There ended up being tons of really helpful resources for making stylized or simple water shaders. I did bring Adam Homoki's really complicated cartoon shader into the project and took some elements from his set-up, including his math for the Gerstner waves/world displacement, plus a few texture maps and material functions.



World Displacement

This uses the Cartoon water shader's Gerstner waves to calculate world displacement. It's a lot of math and cosine stuff that I don't fully understand, but I think it adds a lot of dynamism to the shore since it creates a more radically different surface than just a sine function.
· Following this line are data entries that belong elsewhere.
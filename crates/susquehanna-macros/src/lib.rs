use proc_macro::TokenStream;
use quote::{format_ident, quote};
use syn::{parse_macro_input, Data, DeriveInput, Fields, Lit, Meta};

/// Derive macro that generates a column-oriented `*Series` struct for
/// recording one value per field and per time step. All fields in the
/// source struct must be `f64`.
///
/// The generated series struct has the same fields as `Vec<f64>`, with
/// `with_capacity`, `push`, `len`, `is_empty`, `row`, `column` and
/// `columns`. A `field_names()` associated function is added to the
/// source struct.
///
/// Use `#[trajectory(series_name = "CustomName")]` to override the default
/// series struct name (`{StructName}Series`).
#[proc_macro_derive(Trajectory, attributes(trajectory))]
pub fn derive_trajectory(input: TokenStream) -> TokenStream {
    let input = parse_macro_input!(input as DeriveInput);

    let name = &input.ident;
    let vis = &input.vis;

    let series_name = match extract_series_name(&input) {
        Ok(custom) => custom.unwrap_or_else(|| format_ident!("{}Series", name)),
        Err(e) => return e.to_compile_error().into(),
    };

    let fields = match &input.data {
        Data::Struct(data) => match &data.fields {
            Fields::Named(named) => &named.named,
            _ => {
                return syn::Error::new_spanned(
                    name,
                    "Trajectory can only be derived for structs with named fields",
                )
                .to_compile_error()
                .into();
            }
        },
        _ => {
            return syn::Error::new_spanned(name, "Trajectory can only be derived for structs")
                .to_compile_error()
                .into();
        }
    };

    if fields.is_empty() {
        return syn::Error::new_spanned(name, "Trajectory struct must have at least one field")
            .to_compile_error()
            .into();
    }

    let mut field_idents = Vec::new();
    for field in fields {
        if !is_f64_type(&field.ty) {
            return syn::Error::new_spanned(&field.ty, "Trajectory derive: all fields must be f64")
                .to_compile_error()
                .into();
        }
        if let Some(ident) = field.ident.as_ref() {
            field_idents.push(ident);
        }
    }

    let first_field = field_idents[0];
    let field_name_strs: Vec<String> = field_idents.iter().map(|f| f.to_string()).collect();

    let series_fields = field_idents.iter().map(|f| quote! { pub #f: Vec<f64> });
    let with_cap_fields = field_idents.iter().map(|f| quote! { #f: Vec::with_capacity(n) });
    let push_fields = field_idents.iter().map(|f| quote! { self.#f.push(r.#f); });
    let row_fields = field_idents.iter().map(|f| quote! { #f: self.#f[i] });
    let column_arms = field_idents
        .iter()
        .zip(&field_name_strs)
        .map(|(f, s)| quote! { #s => Some(self.#f.as_slice()), });
    let column_pairs = field_idents
        .iter()
        .zip(&field_name_strs)
        .map(|(f, s)| quote! { (#s, self.#f.as_slice()) });

    let expanded = quote! {
        /// Column-oriented buffer with one entry per recorded step.
        #[derive(Debug, Clone, Default, PartialEq)]
        #vis struct #series_name {
            #(#series_fields,)*
        }

        impl #series_name {
            /// Pre-allocate all columns for `n` steps.
            pub fn with_capacity(n: usize) -> Self {
                Self {
                    #(#with_cap_fields,)*
                }
            }

            /// Append one step.
            pub fn push(&mut self, r: &#name) {
                #(#push_fields)*
            }

            /// Number of recorded steps.
            pub fn len(&self) -> usize {
                self.#first_field.len()
            }

            /// Returns `true` if no step has been recorded.
            pub fn is_empty(&self) -> bool {
                self.#first_field.is_empty()
            }

            /// Step `i` as a record, if recorded.
            pub fn row(&self, i: usize) -> Option<#name> {
                if i >= self.len() {
                    return None;
                }
                Some(#name {
                    #(#row_fields,)*
                })
            }

            /// Column by field name.
            pub fn column(&self, name: &str) -> Option<&[f64]> {
                match name {
                    #(#column_arms)*
                    _ => None,
                }
            }

            /// All columns in field order.
            pub fn columns(&self) -> Vec<(&'static str, &[f64])> {
                vec![#(#column_pairs),*]
            }
        }

        impl #name {
            /// Returns the field names of this record.
            pub fn field_names() -> &'static [&'static str] {
                &[#(#field_name_strs),*]
            }
        }
    };

    expanded.into()
}

fn extract_series_name(input: &DeriveInput) -> syn::Result<Option<proc_macro2::Ident>> {
    for attr in &input.attrs {
        if !attr.path().is_ident("trajectory") {
            continue;
        }
        let nested = attr.parse_args_with(
            syn::punctuated::Punctuated::<Meta, syn::Token![,]>::parse_terminated,
        )?;
        for meta in nested {
            if let Meta::NameValue(nv) = meta {
                if nv.path.is_ident("series_name") {
                    if let syn::Expr::Lit(expr_lit) = &nv.value {
                        if let Lit::Str(lit_str) = &expr_lit.lit {
                            return Ok(Some(format_ident!("{}", lit_str.value())));
                        }
                    }
                    return Err(syn::Error::new_spanned(
                        &nv.value,
                        "series_name must be a string literal",
                    ));
                }
            }
        }
    }
    Ok(None)
}

fn is_f64_type(ty: &syn::Type) -> bool {
    if let syn::Type::Path(type_path) = ty {
        type_path.path.is_ident("f64")
    } else {
        false
    }
}
//! Per-evaluation diagnostics handed to a caller-owned sink.

use crate::objectives::{Aggregation, EquityMeasures, MonthlyEquity};
use crate::simulation::DayRecordSeries;
use crate::traits::DiagnosticsSink;

/// Trajectory and equity breakdown of one simulated trace.
#[derive(Debug, Clone)]
pub struct EvaluationLog {
    /// Run index within the evaluation.
    pub run: usize,
    /// First year of the hydrology trace.
    pub first_year: usize,
    /// Daily levels, storages, releases and hydropower.
    pub days: DayRecordSeries,
    pub aggregation: Aggregation,
}

impl EvaluationLog {
    pub fn monthly_equity(&self) -> &MonthlyEquity {
        &self.aggregation.monthly
    }

    pub fn equity(&self) -> &EquityMeasures {
        &self.aggregation.equity
    }
}

/// Append-only in-memory sink.
#[derive(Debug, Clone, Default)]
pub struct VecSink {
    logs: Vec<EvaluationLog>,
}

impl VecSink {
    pub fn new() -> Self {
        Self::default()
    }

    pub fn logs(&self) -> &[EvaluationLog] {
        &self.logs
    }

    pub fn len(&self) -> usize {
        self.logs.len()
    }

    pub fn is_empty(&self) -> bool {
        self.logs.is_empty()
    }

    pub fn into_logs(self) -> Vec<EvaluationLog> {
        self.logs
    }
}

impl DiagnosticsSink for VecSink {
    fn record(&mut self, log: EvaluationLog) {
        self.logs.push(log);
    }
}

/// Sink that drops every log.
#[derive(Debug, Clone, Copy, Default)]
pub struct NullSink;

impl DiagnosticsSink for NullSink {
    fn record(&mut self, _log: EvaluationLog) {}

    fn wants_logs(&self) -> bool {
        false
    }
}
Base Color with Depth Fade

I watched a YouTube video that used depth fade, and thought it would be useful in transitioning the ocean and the shore. It uses a blend overlay node and lerps using a depth fade node as a mask.



Fresnel Color Transition

This creates a change in color for distant water based on the viewing angle and makes the water a little less flat-looking.

Normals

Something else I took from Adam Homoki's shader: his normal blend material functions and normal maps. I could probably honestly do without them and use a simpler normal set-up if I needed to.



Edge Foam

This I got from a nice and simple YouTube video Nick shared. It needs Distance Fields turned on in the Project settings, since it uses those to judge where to generate noise.



Roughness

Played around with this quality, just trying to make the sun shining on the water surface a little less weird-looking. It uses a fresnel, and I'd like to work on the transition a little, although the hard edges might contribute to the stylized look since it makes it look a little cel-shaded.

Edge Fade

Uses the same node as the edge foam to soften the transition between the island and water. The issue is that it also does it for any objects that may be floating in the water, and you can see down below the water plane.



Sea Foam

These maps were taken from Adam Homoki's shader. It looks at the world position to tell the height of a wave, and if the wave is high enough, it applies the sea foam mask.



Foam Sparklies

This is an emissive quality that uses the same mask the sea foam uses to limit the location of the shiny bits. The two maps pan, and whenever their pure-white spots overlap, the If node lets it through and it comes out as an emissive spot.